State v. Yoe

56 S.E. 542 | S.C. | 1907

January 17, 1907. The opinion of the Court was delivered by The defendants were convicted in the Court of General Sessions under an indictment which charged that they "did unlawfully keep and maintain a house used for the purpose of gaming * * * contrary to the statute in such case made and provided." A motion to quash the indictment on the ground that it failed to charge any definite offense under the statute was refused, but after conviction, upon reconsideration of the same point, the Circuit Judge arrested the judgment, holding the indictment insufficient. The State appeals.

The statute on which the indictment rests was enacted in 1816 (6 Stat., 27), and is incorporated in the Criminal Code as section 506. It provides, "If any person or persons shall play, at any tavern, inn, store for retailing spirituous liquors, or in any house used as a place of gaming, or in any barn, kitchen, stable or other outhouse, or in any street, highway, open wood, race field, or open place, at any game or games with cards or dice, or at any gaming table commonly called A.B.C., or E.O., or any gaming table known or distinguished by any other letters, or by any figures, or roley-poley table, or at rouge et noir, or at any faro bank, or at any other table or bank of the same or the like kind, under any denomination whatsoever (except the game of billiards, bowls, backgammon, chess, draughts or whist, when there is no betting on the said game of billiards, bowls, chess, backgammon, or whist), or shall bet on the sides or hands of such as do game — any magistrate may, upon view or information on oath before him, bind over, to appear at the next Court of Sessions for the county in which play shall be carried on, all and singular the said person or persons, who shall so play or bet, and shall require him or them to give good and sufficient security for his or their appearance thereat; and on his or their failure to give such security, shall commit him or them to the common jail of the *48 said county; and shall also bind over the keeper or keepers of taverns, inns, stores for retailing spirituous liquors, public places or houses used as such place of gaming, or other public house, to appear at the ensuing Court of Sessions; and every person or persons so playing, or betting on the sides or hands of such as do game, upon being convicted thereof, upon indictment, shall be imprisoned for a period not exceeding twelve months, and shall forfeit a sum not exceeding five hundred dollars, one-half to the use of the State and the other half to the use of the informer, upon the conviction of such offender; and every person so keeping such tavern, inn, retail store, public place or house used for gaming, or such other public house, shall, upon being convicted thereof, upon indictment, be imprisoned for a period not exceeding twelve months, and forfeit a sum not exceeding $2,000 for each and every offense, one-half thereof to the use of the State and the other to the use of the informer."

It will be observed the statute makes it unlawful to play at any of the places therein mentioned certain games, without respect to whether there is betting or not, while it contemplates that playing certain other games at those places shall be unlawful only when there is betting on the game.

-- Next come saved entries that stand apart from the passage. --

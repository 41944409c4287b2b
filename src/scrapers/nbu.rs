//! National Bank of Ukraine: official rates scraped from the public HTML
//! table. The page lists one rate per currency, so buy and sale are equal.

use async_trait::async_trait;
use lazy_static::lazy_static;
use reqwest::Client;
use scraper::{Html, Selector};
use std::time::Duration;

use super::{element_text, QuoteRecord, SourceAdapter, ALLOWED_CURRENCY_CODES};
use crate::error::IngestError;

lazy_static! {
    static ref ROW_SELECTOR: Selector = Selector::parse("table#exchangeRates tbody tr").unwrap();
    static ref CELL_SELECTOR: Selector = Selector::parse("td").unwrap();
}

pub struct NbuAdapter {
    source_id: i32,
    client: Client,
}

impl NbuAdapter {
    pub const KEY: &'static str = "nbu";

    const URL: &'static str = "https://bank.gov.ua/ua/markets/exchangerates";

    pub fn new(source_id: i32) -> Self {
        let client = Client::builder()
            .timeout(Duration::from_secs(30))
            .build()
            .unwrap();

        Self { source_id, client }
    }

    /// Parses the rates table and applies the inclusion predicate.
    fn scrape_body(&self, body: &str) -> Result<Vec<QuoteRecord>, IngestError> {
        let document = Html::parse_document(body);
        let rows: Vec<_> = document.select(&ROW_SELECTOR).collect();

        if rows.is_empty() {
            return Err(IngestError::Malformed(
                "no exchange rate rows found in the NBU page".to_string(),
            ));
        }

        let mut records = Vec::with_capacity(rows.len());

        for row in rows {
            let cells: Vec<_> = row.select(&CELL_SELECTOR).collect();

            // Columns: 2 = currency code, 3 = unit, 5 = rate per unit
            if cells.len() < 5 {
                return Err(IngestError::Malformed(format!(
                    "NBU rate row has {} cells, expected at least 5",
                    cells.len()
                )));
            }

            let unit_currency_code = element_text(&cells[1]);

            let unit = element_text(&cells[2]).parse::<i32>().map_err(|e| {
                IngestError::Malformed(format!("NBU unit is not an integer: {}", e))
            })?;

            // The page prints decimals with a comma separator
            let rate = element_text(&cells[4])
                .replace(',', ".")
                .parse::<f64>()
                .map_err(|e| IngestError::Malformed(format!("NBU rate is not a number: {}", e)))?;

            if !rate.is_finite() {
                return Err(IngestError::Malformed(format!(
                    "NBU rate for {} is not finite",
                    unit_currency_code
                )));
            }

            records.push(QuoteRecord::new(
                self.source_id,
                unit,
                unit_currency_code,
                "UAH".to_string(),
                rate,
                rate,
            ));
        }

        Ok(records.into_iter().filter(Self::keep).collect())
    }

    fn keep(record: &QuoteRecord) -> bool {
        ALLOWED_CURRENCY_CODES.contains(&record.unit_currency_code.as_str())
            && ALLOWED_CURRENCY_CODES.contains(&record.rate_currency_code.as_str())
    }
}

#[async_trait]
impl SourceAdapter for NbuAdapter {
    async fn fetch(&self) -> Result<Vec<QuoteRecord>, IngestError> {
        let response = self.client.get(Self::URL).send().await.map_err(|source| {
            IngestError::Request {
                url: Self::URL.to_string(),
                source,
            }
        })?;

        let status = response.status();

        if !status.is_success() {
            return Err(IngestError::Status {
                url: Self::URL.to_string(),
                status,
            });
        }

        let body = response.text().await.map_err(|source| IngestError::Request {
            url: Self::URL.to_string(),
            source,
        })?;

        self.scrape_body(&body)
    }
}

#[cfg(test)]
mod tests {
    use super::*;

    const FIXTURE: &str = r#"
        <html><body>
        <table id="exchangeRates">
            <thead><tr><th>№</th><th>Code</th><th>Unit</th><th>Name</th><th>Rate</th></tr></thead>
            <tbody>
                <tr><td>840</td><td>USD</td><td>1</td><td>US Dollar</td><td>1.01</td></tr>
                <tr><td>978</td><td>EUR</td><td>1</td><td>Euro</td><td>2,02</td></tr>
                <tr><td>985</td><td>PLN</td><td>10</td><td>Zloty</td><td>3.03</td></tr>
            </tbody>
        </table>
        </body></html>
    "#;

    #[test]
    fn test_scrape_body_parses_and_filters() {
        let adapter = NbuAdapter::new(7);

        let mut records = adapter.scrape_body(FIXTURE).unwrap();
        records.sort_by(|a, b| a.unit_currency_code.cmp(&b.unit_currency_code));

        // The PLN row is dropped by the predicate, not by the parser
        assert_eq!(records.len(), 2);

        assert_eq!(records[0].source_id, 7);
        assert_eq!(records[0].unit_currency_code, "EUR");
        assert_eq!(records[0].rate_currency_code, "UAH");
        assert_eq!(records[0].unit, 1);
        assert_eq!(records[0].buy_rate, 2.02);
        assert_eq!(records[0].sale_rate, 2.02);

        assert_eq!(records[1].unit_currency_code, "USD");
        assert_eq!(records[1].buy_rate, 1.01);
        assert_eq!(records[1].sale_rate, 1.01);
    }

    #[test]
    fn test_scrape_body_fails_on_page_without_rows() {
        let adapter = NbuAdapter::new(7);

        let result = adapter.scrape_body("<html><body><p>maintenance</p></body></html>");

        assert!(matches!(result, Err(IngestError::Malformed(_))));
    }

    #[test]
    fn test_scrape_body_fails_on_non_numeric_rate() {
        let adapter = NbuAdapter::new(7);

        let body = r#"
            <table id="exchangeRates"><tbody>
                <tr><td>840</td><td>USD</td><td>1</td><td>US Dollar</td><td>n/a</td></tr>
            </tbody></table>
        "#;

        assert!(matches!(
            adapter.scrape_body(body),
            Err(IngestError::Malformed(_))
        ));
    }
}
use sea_orm_migration::prelude::*;

#[derive(DeriveMigrationName)]
pub struct Migration;

#[async_trait::async_trait]
impl MigrationTrait for Migration {
    async fn up(&self, manager: &SchemaManager) -> Result<(), DbErr> {
        // One row per supported external source of exchange rates
        manager
            .create_table(
                Table::create()
                    .table(Sources::Table)
                    .if_not_exists()
                    .col(
                        ColumnDef::new(Sources::Id)
                            .integer()
                            .not_null()
                            .auto_increment()
                            .primary_key(),
                    )
                    .col(
                        ColumnDef::new(Sources::Key)
                            .string_len(100)
                            .not_null()
                            .unique_key(),
                    )
                    .col(
                        ColumnDef::new(Sources::NameEn)
                            .string_len(255)
                            .not_null(),
                    )
                    .col(
                        ColumnDef::new(Sources::NameUk)
                            .string_len(255)
                            .not_null(),
                    )
                    .col(
                        ColumnDef::new(Sources::CreatedAt)
                            .timestamp()
                            .not_null(),
                    )
                    .col(
                        ColumnDef::new(Sources::UpdatedAt)
                            .timestamp()
                            .not_null(),
                    )
                    .to_owned(),
            )
            .await?;

        manager
            .create_index(
                Index::create()
                    .name("idx_sources_key")
                    .table(Sources::Table)
                    .col(Sources::Key)
                    .to_owned(),
            )
            .await?;

        Ok(())
    }

    async fn down(&self, manager: &SchemaManager) -> Result<(), DbErr> {
        manager
            .drop_table(Table::drop().table(Sources::Table).to_owned())
            .await
    }
}

#[derive(Iden)]
pub enum Sources {
    Table,
    Id,
    Key,
    NameEn,
    NameUk,
    CreatedAt,
    UpdatedAt,
}
use thiserror::Error;

/// Everything that can go wrong while ingesting quotes from one source.
///
/// `EmptySourceList` and `UnsupportedSource` are startup errors and abort the
/// whole run; the remaining variants are job-scoped and only fail the job
/// that raised them.
#[derive(Debug, Error)]
pub enum IngestError {
    #[error("request to \"{url}\" failed: {source}")]
    Request {
        url: String,
        #[source]
        source: reqwest::Error,
    },

    #[error("\"{url}\" responded with status {status}")]
    Status {
        url: String,
        status: reqwest::StatusCode,
    },

    #[error("malformed response: {0}")]
    Malformed(String),

    #[error(transparent)]
    Database(#[from] sea_orm::DbErr),

    #[error("source \"{0}\" was not found in the database")]
    SourceNotFound(String),

    #[error("source \"{0}\" has no registered adapter")]
    UnsupportedSource(String),

    #[error("no sources are configured")]
    EmptySourceList,
}
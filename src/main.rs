use sea_orm::{ConnectOptions, Database};
use sea_orm_migration::MigratorTrait;
use std::env;
use tracing_subscriber::{layer::SubscriberExt, util::SubscriberInitExt};

use fxrates_backend::jobs;
use fxrates_backend::scrapers;

#[tokio::main]
async fn main() {
    // Initialize tracing
    tracing_subscriber::registry()
        .with(
            tracing_subscriber::EnvFilter::try_from_default_env()
                .unwrap_or_else(|_| "info,fxrates_backend=debug".into()),
        )
        .with(tracing_subscriber::fmt::layer())
        .init();

    // Load environment variables
    dotenvy::dotenv().ok();

    let source_keys = source_keys_from_env();

    // Pool and worker count are bounded together: one connection per worker
    let workers = jobs::worker_count(source_keys.len());

    let database_url = env::var("DATABASE_URL").expect("DATABASE_URL must be set");

    tracing::info!(
        "Connecting to database with a pool of {} connections...",
        workers
    );

    let mut options = ConnectOptions::new(database_url);
    options
        .max_connections(workers as u32)
        .min_connections(workers as u32);

    let db = Database::connect(options)
        .await
        .expect("Failed to connect to database");

    // Run migrations (schema plus seeded source rows)
    tracing::info!("Running migrations...");
    migration::Migrator::up(&db, None)
        .await
        .expect("Failed to run migrations");

    match jobs::rates_sync::run_ingestion(&db, &source_keys, workers).await {
        Ok(report) => {
            tracing::info!(
                "Ingestion run finished. {} sources succeeded, {} failed.",
                report.succeeded,
                report.failed
            );
        }
        Err(error) => {
            tracing::error!("Ingestion could not be started: {}", error);

            std::process::exit(1);
        }
    }
}

/// Comma-separated source keys from `SOURCES`, defaulting to every
/// registered adapter. Unknown keys are rejected before the pool starts.
fn source_keys_from_env() -> Vec<String> {
    match env::var("SOURCES") {
        Ok(value) => value
            .split(',')
            .map(|key| key.trim().to_string())
            .filter(|key| !key.is_empty())
            .collect(),
        Err(_) => scrapers::REGISTERED_SOURCES
            .iter()
            .map(|key| key.to_string())
            .collect(),
    }
}
pub use sea_orm_migration::prelude::*;

mod m20260805_000001_create_sources;
mod m20260805_000002_create_current_quotes;
mod m20260805_000003_create_quote_versions;
mod m20260805_000004_seed_sources;

pub struct Migrator;

#[async_trait::async_trait]
impl MigratorTrait for Migrator {
    fn migrations() -> Vec<Box<dyn MigrationTrait>> {
        vec![
            Box::new(m20260805_000001_create_sources::Migration),
            Box::new(m20260805_000002_create_current_quotes::Migration),
            Box::new(m20260805_000003_create_quote_versions::Migration),
            Box::new(m20260805_000004_seed_sources::Migration),
        ]
    }
}
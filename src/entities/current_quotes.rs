//! `SeaORM` Entity for the current_quotes table
//!
//! Holds the latest observed quote per (source_id, unit_currency_code,
//! rate_currency_code); that triple is unique at the database level.

use sea_orm::entity::prelude::*;
use serde::{Deserialize, Serialize};

#[derive(Clone, Debug, PartialEq, DeriveEntityModel, Serialize, Deserialize)]
#[sea_orm(table_name = "current_quotes")]
pub struct Model {
    #[sea_orm(primary_key)]
    pub id: i32,
    pub source_id: i32,
    /// Multiplier the rates apply to, e.g. "100 units = X"
    pub unit: i32,
    pub unit_currency_code: String,
    pub rate_currency_code: String,
    pub buy_rate: f64,
    pub sale_rate: f64,
    pub created_at: DateTime,
    pub updated_at: DateTime,
}

#[derive(Copy, Clone, Debug, EnumIter, DeriveRelation)]
pub enum Relation {}

impl ActiveModelBehavior for ActiveModel {}
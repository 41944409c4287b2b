pub mod rates_sync;

use parking_lot::Mutex;
use std::collections::VecDeque;

/// Pending source keys, drained exactly once each. Workers race on
/// `try_dequeue`; the lock covers nothing but the single pop.
pub struct JobQueue {
    jobs: Mutex<VecDeque<String>>,
}

impl JobQueue {
    pub fn new(source_keys: impl IntoIterator<Item = String>) -> Self {
        Self {
            jobs: Mutex::new(source_keys.into_iter().collect()),
        }
    }

    /// Next pending source key, or `None` once the queue is drained.
    pub fn try_dequeue(&self) -> Option<String> {
        self.jobs.lock().pop_front()
    }

    pub fn len(&self) -> usize {
        self.jobs.lock().len()
    }

    pub fn is_empty(&self) -> bool {
        self.jobs.lock().is_empty()
    }
}

/// Aggregate outcome of one ingestion run.
#[derive(Debug, Default, Clone, Copy, PartialEq, Eq)]
pub struct RunReport {
    pub succeeded: usize,
    pub failed: usize,
}

/// One worker per job up to the machine's parallelism, and at least one.
pub fn worker_count(job_count: usize) -> usize {
    let cpus = std::thread::available_parallelism()
        .map(|n| n.get())
        .unwrap_or(1);

    cpus.min(job_count).max(1)
}

#[cfg(test)]
mod tests {
    use super::*;
    use std::collections::HashSet;
    use std::sync::Arc;

    fn keys(count: usize) -> Vec<String> {
        (0..count).map(|i| format!("source-{}", i)).collect()
    }

    #[test]
    fn test_queue_drains_in_fifo_order() {
        let queue = JobQueue::new(keys(3));

        assert_eq!(queue.len(), 3);
        assert_eq!(queue.try_dequeue().as_deref(), Some("source-0"));
        assert_eq!(queue.try_dequeue().as_deref(), Some("source-1"));
        assert_eq!(queue.try_dequeue().as_deref(), Some("source-2"));
        assert_eq!(queue.try_dequeue(), None);
        assert!(queue.is_empty());
    }

    #[tokio::test(flavor = "multi_thread", worker_threads = 4)]
    async fn test_concurrent_workers_dequeue_each_key_exactly_once() {
        let expected: HashSet<String> = keys(100).into_iter().collect();

        let queue = Arc::new(JobQueue::new(keys(100)));
        let mut handles = Vec::new();

        for _ in 0..4 {
            let queue = Arc::clone(&queue);

            handles.push(tokio::spawn(async move {
                let mut drained = Vec::new();

                while let Some(key) = queue.try_dequeue() {
                    drained.push(key);
                    tokio::task::yield_now().await;
                }

                drained
            }));
        }

        let mut seen = Vec::new();

        for handle in handles {
            seen.extend(handle.await.unwrap());
        }

        assert_eq!(seen.len(), 100);
        assert_eq!(seen.into_iter().collect::<HashSet<_>>(), expected);
    }

    #[test]
    fn test_worker_count_bounds() {
        assert_eq!(worker_count(0), 1);
        assert_eq!(worker_count(1), 1);

        let cpus = std::thread::available_parallelism()
            .map(|n| n.get())
            .unwrap_or(1);

        assert_eq!(worker_count(usize::MAX), cpus);
        assert!(worker_count(3) <= 3);
    }
}
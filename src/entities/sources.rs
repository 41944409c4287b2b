//! `SeaORM` Entity for the sources table

use sea_orm::entity::prelude::*;
use serde::{Deserialize, Serialize};

#[derive(Clone, Debug, PartialEq, DeriveEntityModel, Eq, Serialize, Deserialize)]
#[sea_orm(table_name = "sources")]
pub struct Model {
    #[sea_orm(primary_key)]
    pub id: i32,
    /// Registry key the adapter factory is looked up by
    #[sea_orm(unique)]
    pub key: String,
    pub name_en: String,
    pub name_uk: String,
    pub created_at: DateTime,
    pub updated_at: DateTime,
}

#[derive(Copy, Clone, Debug, EnumIter, DeriveRelation)]
pub enum Relation {}

impl ActiveModelBehavior for ActiveModel {}
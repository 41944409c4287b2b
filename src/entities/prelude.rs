pub use super::current_quotes::Entity as CurrentQuotes;
pub use super::quote_versions::Entity as QuoteVersions;
pub use super::sources::Entity as Sources;
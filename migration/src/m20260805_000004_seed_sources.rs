use sea_orm_migration::prelude::*;

use super::m20260805_000001_create_sources::Sources;

// Source keys must match the adapter registry in the main crate.
const SOURCE_ROWS: [(&str, &str, &str); 3] = [
    ("nbu", "National Bank of Ukraine", "Національний банк України"),
    ("privatbank", "PrivatBank", "ПриватБанк"),
    ("ukrsibbank", "UkrSibBank", "УкрСиббанк"),
];

#[derive(DeriveMigrationName)]
pub struct Migration;

#[async_trait::async_trait]
impl MigrationTrait for Migration {
    async fn up(&self, manager: &SchemaManager) -> Result<(), DbErr> {
        for (key, name_en, name_uk) in SOURCE_ROWS {
            let insert = Query::insert()
                .into_table(Sources::Table)
                .columns([
                    Sources::Key,
                    Sources::NameEn,
                    Sources::NameUk,
                    Sources::CreatedAt,
                    Sources::UpdatedAt,
                ])
                .values_panic([
                    key.into(),
                    name_en.into(),
                    name_uk.into(),
                    Expr::current_timestamp().into(),
                    Expr::current_timestamp().into(),
                ])
                .to_owned();

            manager.exec_stmt(insert).await?;
        }

        Ok(())
    }

    async fn down(&self, manager: &SchemaManager) -> Result<(), DbErr> {
        let delete = Query::delete()
            .from_table(Sources::Table)
            .and_where(Expr::col(Sources::Key).is_in(SOURCE_ROWS.map(|(key, _, _)| key)))
            .to_owned();

        manager.exec_stmt(delete).await?;

        Ok(())
    }
}
//! Versioned upsert of quote batches.
//!
//! One transaction per batch: every record of a job's fetch is applied, or
//! none is. Per record the current row is updated in place (or created), and
//! the version ledger either gains a row (value changed or first observation)
//! or has its newest row re-stamped (value unchanged).

use sea_orm::{
    ActiveModelTrait, ColumnTrait, DatabaseConnection, DatabaseTransaction, EntityTrait,
    QueryFilter, QueryOrder, Set, TransactionTrait,
};

use crate::entities::{current_quotes, prelude::*, quote_versions};
use crate::error::IngestError;
use crate::scrapers::QuoteRecord;

pub async fn reconcile(
    db: &DatabaseConnection,
    records: &[QuoteRecord],
) -> Result<(), IngestError> {
    let txn = db.begin().await?;

    for record in records {
        if let Err(error) = apply_record(&txn, record).await {
            txn.rollback().await?;

            return Err(error);
        }
    }

    txn.commit().await?;

    Ok(())
}

async fn apply_record(
    txn: &DatabaseTransaction,
    record: &QuoteRecord,
) -> Result<(), IngestError> {
    // Natural key lookup: one current row per (source, currency pair)
    let existing = CurrentQuotes::find()
        .filter(current_quotes::Column::SourceId.eq(record.source_id))
        .filter(current_quotes::Column::UnitCurrencyCode.eq(record.unit_currency_code.as_str()))
        .filter(current_quotes::Column::RateCurrencyCode.eq(record.rate_currency_code.as_str()))
        .one(txn)
        .await?;

    let current = match existing {
        Some(current) => {
            let mut current: current_quotes::ActiveModel = current.into();

            current.unit = Set(record.unit);
            current.buy_rate = Set(record.buy_rate);
            current.sale_rate = Set(record.sale_rate);
            current.updated_at = Set(record.updated_at);

            current.update(txn).await?
        }
        None => {
            current_quotes::ActiveModel {
                source_id: Set(record.source_id),
                unit: Set(record.unit),
                unit_currency_code: Set(record.unit_currency_code.clone()),
                rate_currency_code: Set(record.rate_currency_code.clone()),
                buy_rate: Set(record.buy_rate),
                sale_rate: Set(record.sale_rate),
                created_at: Set(record.created_at),
                updated_at: Set(record.updated_at),
                ..Default::default()
            }
            .insert(txn)
            .await?
        }
    };

    // Most recently updated version of this quote, if any
    let latest = QuoteVersions::find()
        .filter(quote_versions::Column::CurrentQuoteId.eq(current.id))
        .order_by_desc(quote_versions::Column::UpdatedAt)
        .one(txn)
        .await?;

    match latest {
        // Exact value equality on the triple; consecutive identical
        // observations collapse into one row with an advancing updated_at
        Some(latest)
            if latest.unit == current.unit
                && latest.buy_rate == current.buy_rate
                && latest.sale_rate == current.sale_rate =>
        {
            let mut latest: quote_versions::ActiveModel = latest.into();

            latest.updated_at = Set(current.updated_at);

            latest.update(txn).await?;
        }
        _ => {
            quote_versions::ActiveModel {
                current_quote_id: Set(current.id),
                unit: Set(current.unit),
                buy_rate: Set(current.buy_rate),
                sale_rate: Set(current.sale_rate),
                created_at: Set(record.created_at),
                updated_at: Set(record.updated_at),
                ..Default::default()
            }
            .insert(txn)
            .await?;
        }
    }

    Ok(())
}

The charge in the indictment of keeping "a house for the purpose of gaming," was in almost the precise words of the statute, and this is usually sufficient; but it is contended that the indictment should have negatived the idea that the house was not kept for such games as were not unlawful, under the terms of the statute, except when there is betting on the game. The case of State v. Reynolds, 2 N. McC., 365, strongly supports this contention, and if the same strictness as to the form of indictments obtained now as when that case was decided it would perhaps be regarded controlling. It is provided, however, by section 56 of the Criminal Code: "Every indictment shall be deemed and judged sufficient and good in law which, in addition to allegations as to time and place, as now required by law, charges *49 the crime substantially in the language of the common law or of the statute prohibiting the same, or so plainly that the nature of the offense charged may be easily understood; and if the offense be a statutory offense, that the same be alleged to be contrary to the statute in such case made and provided." The nature of the offense charged obviously was keeping a house where such gaming as the statute forbade was carried on, and of this the defendant could not be in the least doubt. It was not necessary to mention and negative in the indictment things not only not forbidden but expressly allowed by the statute, for the defendant could not fail to know these things were not meant.

It is the judgment of this Court, that the judgment of the Circuit Court be reversed.